Similarly to you we are both faster individually than when riding together, but I put that down to too much solo riding for both of us and then us taking the opportunity for a chat when we are riding. I can see that more races to signs and the top of hills are required. That said, we are gradually picking up the pace together.

The other thing that is worth noting is that it also rains or is wet whenever we go out together, usually to monsoon levels, but perversely we both now quite like riding in the rain. When you have a ride with someone rather than going out on your own, you are more likely to go whatever the conditions rather than stay in the warm and dry.

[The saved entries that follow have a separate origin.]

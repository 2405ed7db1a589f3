//! Article sentiment scoring: financial keyword lexicons blended with VADER
//! NLP polarity.

use vader_sentiment::SentimentIntensityAnalyzer;

/// Negative sentiment keywords with severity weights.
const PANIC_WORDS: &[(&str, f64)] = &[
    ("crash", -0.85),
    ("plunge", -0.75),
    ("hack", -0.95),
    ("exploit", -0.90),
    ("ban", -0.65),
    ("fraud", -0.85),
    ("liquidation", -0.60),
    ("bearish", -0.45),
    ("sell-off", -0.65),
    ("dump", -0.60),
    ("fear", -0.45),
    ("collapse", -0.80),
    ("scam", -0.90),
    ("rug pull", -0.95),
    ("bankrupt", -0.85),
    ("shutdown", -0.70),
    ("regulation", -0.35),
    ("sec", -0.40),
    ("fine", -0.50),
    ("lawsuit", -0.55),
    ("congestion", -0.25),
    ("delay", -0.20),
    ("outage", -0.55),
    ("vulnerability", -0.65),
];

/// Positive sentiment keywords with intensity weights.
const EUPHORIA_WORDS: &[(&str, f64)] = &[
    ("surge", 0.75),
    ("rally", 0.65),
    ("bullish", 0.55),
    ("ath", 0.85),
    ("all-time high", 0.90),
    ("moon", 0.45),
    ("breakout", 0.65),
    ("adoption", 0.55),
    ("approval", 0.75),
    ("institutional", 0.60),
    ("record", 0.45),
    ("boom", 0.65),
    ("soar", 0.75),
    ("etf", 0.70),
    ("partnership", 0.50),
    ("launch", 0.45),
    ("upgrade", 0.50),
    ("halving", 0.60),
    ("accumulation", 0.55),
    ("whale", 0.40),
    ("staking", 0.35),
    ("integration", 0.45),
    ("mainnet", 0.55),
    ("listing", 0.50),
];

/// Blend weights: keywords carry half the signal, headlines outweigh bodies.
const KEYWORD_WEIGHT: f64 = 0.50;
const TITLE_WEIGHT: f64 = 0.30;
const BODY_WEIGHT: f64 = 0.20;

/// Sentiment scorer for news articles. VADER handles general language;
/// the keyword lexicons catch financial jargon it misses.
pub struct SentimentAnalyzer {
    analyzer: SentimentIntensityAnalyzer<'static>,
}

impl SentimentAnalyzer {
    pub fn new() -> Self {
        Self {
            analyzer: SentimentIntensityAnalyzer::new(),
        }
    }

    /// VADER compound polarity in [-1, 1]. Empty text is neutral.
    pub fn polarity(&self, text: &str) -> f64 {
        if text.trim().is_empty() {
            return 0.0;
        }
        let scores = self.analyzer.polarity_scores(text);
        scores.get("compound").copied().unwrap_or(0.0)
    }

    /// Average weight of matched lexicon entries, zero when nothing matches.
    pub fn keyword_score(&self, text: &str) -> f64 {
        let text_lower = text.to_lowercase();
        let mut sum = 0.0;
        let mut matches = 0usize;

        for (word, weight) in PANIC_WORDS.iter().chain(EUPHORIA_WORDS.iter()) {
            if text_lower.contains(word) {
                sum += weight;
                matches += 1;
            }
        }

        sum / matches.max(1) as f64
    }

    /// Score one article in [-1, 1]: 50% keyword average, 30% title
    /// polarity, 20% body polarity (body text includes the headline, which
    /// typically carries the signal).
    pub fn score_article(&self, title: &str, summary: &str) -> f64 {
        let keyword_avg = self.keyword_score(&format!("{title} {summary}"));
        let title_nlp = self.polarity(title);
        let body_nlp = self.polarity(&format!("{title} {summary}"));

        let combined =
            KEYWORD_WEIGHT * keyword_avg + TITLE_WEIGHT * title_nlp + BODY_WEIGHT * body_nlp;
        combined.clamp(-1.0, 1.0)
    }
}

impl Default for SentimentAnalyzer {
    fn default() -> Self {
        Self::new()
    }
}

#[cfg(test)]
mod tests {
    use super::*;

    #[test]
    fn test_panic_headlines_score_negative() {
        let analyzer = SentimentAnalyzer::new();
        let headlines = [
            "Bitcoin crash deepens as exchange hack triggers mass liquidation",
            "SEC lawsuit sparks fear of broad crypto regulation",
            "Major lender bankrupt after collapse of token scam",
        ];
        for headline in headlines {
            let score = analyzer.score_article(headline, "");
            assert!(score < 0.0, "expected bearish score for '{headline}', got {score}");
        }
    }

    #[test]
    fn test_euphoria_headlines_score_positive() {
        let analyzer = SentimentAnalyzer::new();
        let headlines = [
            "Bitcoin surge continues toward all-time high on ETF approval",
            "Institutional adoption fuels crypto rally and breakout",
            "Mainnet launch and exchange listing drive accumulation",
        ];
        for headline in headlines {
            let score = analyzer.score_article(headline, "");
            assert!(score > 0.0, "expected bullish score for '{headline}', got {score}");
        }
    }

    #[test]
    fn test_empty_text_is_neutral() {
        let analyzer = SentimentAnalyzer::new();
        assert_eq!(analyzer.polarity(""), 0.0);
        assert_eq!(analyzer.polarity("   "), 0.0);
        assert_eq!(analyzer.keyword_score("nothing interesting here"), 0.0);
    }

    #[test]
    fn test_scores_are_clamped() {
        let analyzer = SentimentAnalyzer::new();
        let stacked = "crash hack exploit fraud collapse scam rug pull bankrupt";
        let score = analyzer.score_article(stacked, stacked);
        assert!((-1.0..=1.0).contains(&score));
        assert!(score < -0.3);
    }

    #[test]
    fn test_keyword_average_not_sum() {
        let analyzer = SentimentAnalyzer::new();
        // One strong word vs. the same word plus a mild one: the average
        // moves toward the mild weight instead of stacking.
        let single = analyzer.keyword_score("hack");
        let pair = analyzer.keyword_score("hack delay");
        assert!(pair > single);
    }
}
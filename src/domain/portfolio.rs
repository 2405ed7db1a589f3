use chrono::{DateTime, NaiveDate, Utc};
use serde::{Deserialize, Serialize};
use std::fmt;

#[derive(Debug, Clone, Copy, PartialEq, Eq, Serialize, Deserialize)]
#[serde(rename_all = "lowercase")]
pub enum PositionSide {
    Long,
    Short,
}

impl fmt::Display for PositionSide {
    fn fmt(&self, f: &mut fmt::Formatter<'_>) -> fmt::Result {
        match self {
            Self::Long => write!(f, "long"),
            Self::Short => write!(f, "short"),
        }
    }
}

#[derive(Debug, Clone, Copy, PartialEq, Eq, Serialize, Deserialize)]
#[serde(rename_all = "lowercase")]
pub enum PositionStatus {
    Open,
    Closed,
}

impl fmt::Display for PositionStatus {
    fn fmt(&self, f: &mut fmt::Formatter<'_>) -> fmt::Result {
        match self {
            Self::Open => write!(f, "open"),
            Self::Closed => write!(f, "closed"),
        }
    }
}

/// A position owned by the external execution layer. The core only reads
/// these: closed rows for performance analysis, open rows for risk checks.
#[derive(Debug, Clone, Serialize, Deserialize)]
pub struct Position {
    pub id: Option<i64>,
    pub symbol: String,
    pub side: PositionSide,
    pub entry_price: f64,
    pub current_price: Option<f64>,
    pub quantity: f64,
    pub unrealized_pnl: f64,
    pub status: PositionStatus,
    pub strategy_id: String,
    pub opened_at: Option<DateTime<Utc>>,
    pub closed_at: Option<DateTime<Utc>>,
}

/// Daily portfolio snapshot, upserted by date.
#[derive(Debug, Clone, Serialize, Deserialize)]
pub struct PortfolioSnapshot {
    pub snapshot_date: NaiveDate,
    pub total_value: f64,
    pub total_pnl: f64,
    pub total_pnl_pct: f64,
    pub open_positions: i64,
    pub win_rate: Option<f64>,
    pub sharpe_ratio: Option<f64>,
    pub max_drawdown: Option<f64>,
}

#[derive(Debug, Clone, Copy, PartialEq, Eq, Serialize, Deserialize)]
#[serde(rename_all = "lowercase")]
pub enum HeartbeatStatus {
    Alive,
    Degraded,
    Dead,
}

impl fmt::Display for HeartbeatStatus {
    fn fmt(&self, f: &mut fmt::Formatter<'_>) -> fmt::Result {
        match self {
            Self::Alive => write!(f, "alive"),
            Self::Degraded => write!(f, "degraded"),
            Self::Dead => write!(f, "dead"),
        }
    }
}

/// Per-agent liveness row, one per agent name.
#[derive(Debug, Clone, Serialize, Deserialize)]
pub struct AgentHeartbeat {
    pub agent_name: String,
    pub status: HeartbeatStatus,
    pub last_heartbeat: DateTime<Utc>,
    pub active_tasks: i64,
    pub version: String,
    pub uptime_seconds: i64,
}
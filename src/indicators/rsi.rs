use serde::{Deserialize, Serialize};

pub const DEFAULT_PERIOD: usize = 14;

#[derive(Debug, Clone, Serialize, Deserialize)]
pub struct RsiOutput {
    /// Tail of the RSI series (last 20 values).
    pub values: Vec<f64>,
    pub current: f64,
    pub overbought: bool,
    pub oversold: bool,
}

/// Wilder's smoothed RSI.
///
/// Series shorter than `period + 1` yield a neutral 50.0 with empty values
/// and both flags false.
pub fn compute_rsi(closes: &[f64], period: usize) -> RsiOutput {
    if closes.len() < period + 1 {
        return RsiOutput {
            values: Vec::new(),
            current: 50.0,
            overbought: false,
            oversold: false,
        };
    }

    let deltas: Vec<f64> = closes.windows(2).map(|w| w[1] - w[0]).collect();
    let gains: Vec<f64> = deltas.iter().map(|d| d.max(0.0)).collect();
    let losses: Vec<f64> = deltas.iter().map(|d| (-d).max(0.0)).collect();

    let mut avg_gain = gains[..period].iter().sum::<f64>() / period as f64;
    let mut avg_loss = losses[..period].iter().sum::<f64>() / period as f64;

    let mut values = Vec::with_capacity(deltas.len() - period);
    for i in period..deltas.len() {
        avg_gain = (avg_gain * (period - 1) as f64 + gains[i]) / period as f64;
        avg_loss = (avg_loss * (period - 1) as f64 + losses[i]) / period as f64;

        if avg_loss == 0.0 {
            values.push(100.0);
        } else {
            let rs = avg_gain / avg_loss;
            values.push(100.0 - 100.0 / (1.0 + rs));
        }
    }

    let current = values.last().copied().unwrap_or(50.0);
    let tail_start = values.len().saturating_sub(20);

    RsiOutput {
        values: values[tail_start..].to_vec(),
        current,
        overbought: current > 70.0,
        oversold: current < 30.0,
    }
}

#[cfg(test)]
mod tests {
    use super::*;

    #[test]
    fn test_short_series_is_neutral() {
        let out = compute_rsi(&[1.0, 2.0, 3.0], DEFAULT_PERIOD);
        assert_eq!(out.current, 50.0);
        assert!(out.values.is_empty());
        assert!(!out.overbought);
        assert!(!out.oversold);
    }

    #[test]
    fn test_monotonic_rally_is_overbought() {
        let closes: Vec<f64> = (0..40).map(|i| 100.0 + i as f64).collect();
        let out = compute_rsi(&closes, DEFAULT_PERIOD);
        assert_eq!(out.current, 100.0); // no losses at all
        assert!(out.overbought);
        assert!(!out.oversold);
    }

    #[test]
    fn test_monotonic_selloff_is_oversold() {
        let closes: Vec<f64> = (0..40).map(|i| 200.0 - i as f64).collect();
        let out = compute_rsi(&closes, DEFAULT_PERIOD);
        assert!(out.current < 30.0);
        assert!(out.oversold);
    }

    #[test]
    fn test_values_tail_is_bounded() {
        let closes: Vec<f64> = (0..120)
            .map(|i| 100.0 + ((i % 7) as f64 - 3.0))
            .collect();
        let out = compute_rsi(&closes, DEFAULT_PERIOD);
        assert!(out.values.len() <= 20);
        for v in &out.values {
            assert!((0.0..=100.0).contains(v));
        }
    }
}
use serde::{Deserialize, Serialize};

pub const DEFAULT_PERIOD: usize = 20;
pub const DEFAULT_STD_DEV: f64 = 2.0;

#[derive(Debug, Clone, Copy, Serialize, Deserialize)]
pub struct BollingerBands {
    pub upper: f64,
    pub middle: f64,
    pub lower: f64,
    /// (upper - lower) / middle
    pub bandwidth: f64,
    /// Position of the last close inside the band, 0 at lower, 1 at upper.
    pub percent_b: f64,
}

/// SMA-centred Bollinger bands over the last `period` closes.
///
/// A series shorter than `period` collapses all three bands onto the current
/// price with percent_b pinned at 0.5.
pub fn compute_bollinger(closes: &[f64], period: usize, std_dev: f64) -> BollingerBands {
    if closes.len() < period {
        let price = closes.last().copied().unwrap_or(0.0);
        return BollingerBands {
            upper: price,
            middle: price,
            lower: price,
            bandwidth: 0.0,
            percent_b: 0.5,
        };
    }

    let window = &closes[closes.len() - period..];
    let sma = window.iter().sum::<f64>() / period as f64;
    let variance = window.iter().map(|c| (c - sma).powi(2)).sum::<f64>() / period as f64;
    let std = variance.sqrt();

    let upper = sma + std_dev * std;
    let lower = sma - std_dev * std;
    let current = closes[closes.len() - 1];

    let bandwidth = if sma > 0.0 { (upper - lower) / sma } else { 0.0 };
    let percent_b = if upper - lower > 0.0 {
        (current - lower) / (upper - lower)
    } else {
        0.5
    };

    BollingerBands {
        upper,
        middle: sma,
        lower,
        bandwidth,
        percent_b,
    }
}

#[cfg(test)]
mod tests {
    use super::*;

    #[test]
    fn test_short_series_collapses_to_price() {
        let bb = compute_bollinger(&[101.0, 102.0], DEFAULT_PERIOD, DEFAULT_STD_DEV);
        assert_eq!(bb.upper, 102.0);
        assert_eq!(bb.middle, 102.0);
        assert_eq!(bb.lower, 102.0);
        assert_eq!(bb.percent_b, 0.5);
        assert_eq!(bb.bandwidth, 0.0);
    }

    #[test]
    fn test_flat_series_has_zero_width() {
        let closes = vec![100.0; 30];
        let bb = compute_bollinger(&closes, DEFAULT_PERIOD, DEFAULT_STD_DEV);
        assert_eq!(bb.middle, 100.0);
        assert_eq!(bb.upper, bb.lower);
        assert_eq!(bb.percent_b, 0.5);
    }

    #[test]
    fn test_bands_straddle_the_mean() {
        let closes: Vec<f64> = (0..40).map(|i| 100.0 + ((i % 5) as f64)).collect();
        let bb = compute_bollinger(&closes, DEFAULT_PERIOD, DEFAULT_STD_DEV);
        assert!(bb.lower < bb.middle && bb.middle < bb.upper);
        assert!(bb.bandwidth > 0.0);
        assert!((0.0..=1.0).contains(&bb.percent_b));
    }
}
//! Risk Sentinel: portfolio guardrails, the kill switch, and the veto vote.
//! Last line of defense before any signal is approved.

use crate::application::agents::{Agent, AgentCore, names};
use crate::application::context::AgentContext;
use crate::domain::risk::{
    KillSwitchState, PortfolioState, ProposedTrade, RiskAssessment, RiskLimits, RiskSummary,
    VolatilityCheck,
};
use crate::domain::signal::{SignalDirection, VoteType};
use anyhow::Result;
use async_trait::async_trait;
use chrono::NaiveDate;
use statrs::statistics::Statistics;
use std::sync::Mutex;
use tracing::{error, info, warn};

/// A final score at or above this rejects the signal.
const REJECT_THRESHOLD: f64 = 0.50;
const VOLATILITY_MIN_SAMPLES: usize = 3;

struct SentinelState {
    kill_switch: KillSwitchState,
    last_loss_at: Option<chrono::DateTime<chrono::Utc>>,
    daily_trade_count: u32,
    daily_reset_date: Option<NaiveDate>,
}

pub struct RiskSentinel {
    core: AgentCore,
    limits: RiskLimits,
    state: Mutex<SentinelState>,
}
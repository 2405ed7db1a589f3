use crate::domain::signal::{SignalDirection, VoteType};
use chrono::{DateTime, Utc};
use serde::{Deserialize, Serialize};

/// Process-wide latch owned by the Risk Sentinel. While active, every cycle
/// is rejected before votes are collected.
#[derive(Debug, Clone, Default, Serialize, Deserialize)]
pub struct KillSwitchState {
    pub active: bool,
    pub reason: Option<String>,
    pub activated_at: Option<DateTime<Utc>>,
}

/// Trade proposal passed to the Risk Sentinel for per-trade checks.
#[derive(Debug, Clone, Serialize, Deserialize)]
pub struct ProposedTrade {
    pub direction: SignalDirection,
    pub entry_price: Option<f64>,
    pub stop_loss: Option<f64>,
    pub quantity: f64,
}

/// Portfolio metrics the sentinel evaluates against its limits. Defaults are
/// the safe fallbacks used when the database is unavailable.
#[derive(Debug, Clone, Serialize, Deserialize)]
pub struct PortfolioState {
    pub open_positions: i64,
    pub total_value: f64,
    pub unrealized_pnl: f64,
    pub daily_pnl_pct: f64,
    pub max_drawdown_pct: f64,
}

impl Default for PortfolioState {
    fn default() -> Self {
        Self {
            open_positions: 0,
            total_value: 10_000.0,
            unrealized_pnl: 0.0,
            daily_pnl_pct: 0.0,
            max_drawdown_pct: 0.0,
        }
    }
}

/// Signal-confidence dispersion over the last 24h, used as a volatility
/// proxy.
#[derive(Debug, Clone, Default, Serialize, Deserialize)]
pub struct VolatilityCheck {
    pub value: f64,
    pub is_extreme: bool,
    pub sample_size: usize,
}

/// Risk Sentinel verdict for one evaluation.
#[derive(Debug, Clone, Serialize, Deserialize)]
pub struct RiskAssessment {
    pub symbol: String,
    pub direction: SignalDirection,
    pub confidence: f64,
    pub vote: VoteType,
    pub risk_score: f64,
    pub risk_flags: Vec<String>,
    pub kill_switch_active: bool,
    pub kill_switch_reason: Option<String>,
    pub portfolio: PortfolioState,
    pub volatility: VolatilityCheck,
}

/// Risk thresholds. Sourced from configuration with the documented defaults.
#[derive(Debug, Clone, Serialize, Deserialize)]
pub struct RiskLimits {
    pub max_daily_loss_pct: f64,
    pub max_drawdown_pct: f64,
    pub max_open_positions: i64,
    pub max_risk_per_trade: f64,
    pub max_concentration_pct: f64,
    pub volatility_threshold: f64,
    pub max_daily_trades: u32,
    pub cool_down_after_loss_seconds: i64,
    pub max_single_asset_ratio: f64,
}

impl Default for RiskLimits {
    fn default() -> Self {
        Self {
            max_daily_loss_pct: 0.03,
            max_drawdown_pct: 0.10,
            max_open_positions: 5,
            max_risk_per_trade: 0.02,
            max_concentration_pct: 0.40,
            volatility_threshold: 0.30,
            max_daily_trades: 10,
            cool_down_after_loss_seconds: 3600,
            max_single_asset_ratio: 0.25,
        }
    }
}

/// Snapshot of the sentinel's state for operators and the audit trail.
#[derive(Debug, Clone, Serialize, Deserialize)]
pub struct RiskSummary {
    pub kill_switch: KillSwitchState,
    pub daily_trade_count: u32,
    pub cool_down_active: bool,
    pub signals_today: i64,
    pub limits: RiskLimits,
}
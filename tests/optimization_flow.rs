//! Nightly optimization: performance metrics, regime, recommendations,
//! snapshot upsert, learning memory.

use chrono::{Duration, TimeZone, Utc};
use std::sync::Arc;
use ualgotrade::application::agents::quant_lab::{PerformanceRegime, QuantLab};
use ualgotrade::application::context::AgentContext;
use ualgotrade::config::Config;
use ualgotrade::domain::memory::MemoryType;
use ualgotrade::domain::ports::Clock;
use ualgotrade::domain::portfolio::{Position, PositionSide, PositionStatus};
use ualgotrade::domain::ports::ManualClock;
use ualgotrade::domain::repositories::SignalRepository;
use ualgotrade::infrastructure::message_bus::MessageBus;
use ualgotrade::infrastructure::repositories::in_memory::InMemorySignalRepository;

struct Harness {
    clock: Arc<ManualClock>,
    repo: Arc<InMemorySignalRepository>,
    quant: QuantLab,
}

fn harness() -> Harness {
    let clock = Arc::new(ManualClock::new(
        Utc.with_ymd_and_hms(2025, 6, 15, 12, 0, 0).unwrap(),
    ));
    let repo = Arc::new(InMemorySignalRepository::new(clock.clone()));
    let ctx = AgentContext::new(
        repo.clone(),
        MessageBus::new(),
        clock.clone(),
        Arc::new(Config::default()),
    );
    Harness {
        clock,
        repo,
        quant: QuantLab::new(ctx),
    }
}

fn closed_position(
    pnl: f64,
    closed_at: chrono::DateTime<Utc>,
    holding_hours: i64,
) -> Position {
    Position {
        id: None,
        symbol: "BTCUSDT".to_string(),
        side: PositionSide::Long,
        entry_price: 100.0,
        current_price: Some(100.0 + pnl),
        quantity: 1.0,
        unrealized_pnl: pnl,
        status: PositionStatus::Closed,
        strategy_id: "default".to_string(),
        opened_at: Some(closed_at - Duration::hours(holding_hours)),
        closed_at: Some(closed_at),
    }
}

/// 30 closed trades: 10 small wins followed by 20 slow losses. Win rate
/// one third, cumulative equity peaks at +0.10 then bleeds to -0.08 below
/// the peak.
fn seed_unfavorable_history(h: &Harness) {
    let base = h.clock.now() - Duration::days(10);
    for i in 0..10i64 {
        h.repo
            .insert_position(closed_position(0.01, base + Duration::minutes(i), 24));
    }
    for i in 0..20i64 {
        h.repo.insert_position(closed_position(
            -0.004,
            base + Duration::minutes(10 + i),
            24,
        ));
    }
}

#[tokio::test]
async fn test_unfavorable_history_drives_recommendations() {
    let h = harness();
    seed_unfavorable_history(&h);

    let report = h.quant.run_optimization("default", 30).await.unwrap();

    let perf = &report.performance;
    assert_eq!(perf.total_trades, 30);
    assert_eq!(perf.winning_trades, 10);
    assert_eq!(perf.losing_trades, 20);
    assert!((perf.win_rate - 1.0 / 3.0).abs() < 1e-9);
    assert!((perf.max_drawdown.unwrap() + 0.08).abs() < 1e-9);
    assert!((perf.profit_factor.unwrap() - 1.25).abs() < 1e-9);
    assert!((perf.avg_holding_period_hours.unwrap() - 24.0).abs() < 1e-9);

    assert_eq!(report.regime, PerformanceRegime::Unfavorable);
    assert!(
        report
            .recommendations
            .iter()
            .any(|r| r.starts_with("🔴 Win rate critically low"))
    );
    assert!(
        report
            .recommendations
            .iter()
            .any(|r| r.starts_with("🟡 Drawdown elevated"))
    );

    // Snapshot upserted for today with the computed metrics.
    assert!(report.snapshot_created);
    let snapshot = h.repo.portfolio_latest_snapshot().await.unwrap().unwrap();
    assert_eq!(snapshot.snapshot_date, h.clock.now().date_naive());
    assert_eq!(snapshot.total_value, 10_000.0); // no open positions
    assert_eq!(snapshot.win_rate, Some(perf.win_rate));

    // Learning memory recorded with the full payload.
    let learnings = h
        .repo
        .list_memory("quant_lab", Some(MemoryType::Learning), None, 10)
        .await
        .unwrap();
    assert_eq!(learnings.len(), 1);
    assert_eq!(learnings[0].content["regime"], "UNFAVORABLE");
}

#[tokio::test]
async fn test_snapshot_upsert_is_idempotent_per_day() {
    let h = harness();
    seed_unfavorable_history(&h);

    h.quant.run_optimization("default", 30).await.unwrap();
    h.quant.run_optimization("default", 30).await.unwrap();

    // Two runs on the same date leave exactly one snapshot row.
    let latest = h.repo.portfolio_latest_snapshot().await.unwrap().unwrap();
    assert_eq!(latest.snapshot_date, h.clock.now().date_naive());
}

#[tokio::test]
async fn test_empty_history_reports_unknown_regime() {
    let h = harness();
    let report = h.quant.run_optimization("default", 30).await.unwrap();

    assert_eq!(report.regime, PerformanceRegime::Unknown);
    assert_eq!(report.performance.total_trades, 0);
    assert!(report.recommendations[0].contains("No closed trades"));
}

#[tokio::test]
async fn test_lookback_window_excludes_old_trades() {
    let h = harness();
    // One winner well outside the 30-day window, one loser inside it.
    let old = h.clock.now() - Duration::days(45);
    let recent = h.clock.now() - Duration::days(3);
    h.repo.insert_position(closed_position(5.0, old, 24));
    h.repo.insert_position(closed_position(-1.0, recent, 24));

    let report = h.quant.run_optimization("default", 30).await.unwrap();
    assert_eq!(report.performance.total_trades, 1);
    assert_eq!(report.performance.winning_trades, 0);
}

Oh, and we are old too, well I would have considered us old when I was 17, so I see no reason why you ought not to, however, I'll race you to the sign


----------



## lee1980sim (29 Oct 2013)

Offroader@heart said:


> That would work but I'm 17 :P


 17... should already have beer, I've seen them all sat in bus stops and parks everynight of the week


----------



## Andrew_Culture (29 Oct 2013)

mattobrien said:


> @Offroader@heart do feel free to join @Andrew_Culture and I for a ride.
> 
> Similarly to you we are both faster individually than when riding together, but I put that down to too much solo riding for both of us and then us taking the opportunity for a chat when we are riding. I can see that more races to signs and the top of hills are required. That said, we are gradually picking up the pace together.
> 
> ...



All nicely summed up! Right, now I'm off to buy some mudguards.


----------



## e-rider (29 Oct 2013)

Offroader@heart said:


> Just bought myself an ex-display Voodoo Bakka from Halfords, reduced from £500 to £180. Just something to bung in the back of the car and head down to some local trails.
> Have you got shares in Halfords? 3 bikes all from them! Most people run a mile after their first experience of Helfrauds.
> 
> http://www.voodoobikes.co.uk/bikes/dirtbikes/bakka
> ...


----------



## Sharpy (30 Oct 2013)

mattobrien said:


> @Offroader@heart do feel free to join @Andrew_Culture and I for a ride.
> 
> Similarly to you we are both faster individually than when riding together, but I put that down to too much solo riding for both of us and then us taking the opportunity for a chat when we are riding. I can see that more races to signs and the top of hills are required. That said, we are gradually picking up the pace together.
> 
> ...


Yeah I live in Ipswich but I do work on Sundays therefore I only go on rides later at night midweek when I'm not at college or at work. Saying that I have managed to persuade myself to try out a bit of night riding which has been fun to do.  But if the opportunity arises where yourself and @Andrew_Culture are heading out for a ride I would be more than happy to tag along! I don't know what the easiest way of communicating is as there is no message buzzer for this website (well I haven't seen one???).


----------



## PpPete (4 Nov 2013)

Or, in our case, how do we tell our kids that they can't have new bikes for Christmas because the garage is now overfull, Mrs PpP and I having just bought ourselves new MTBs.


----------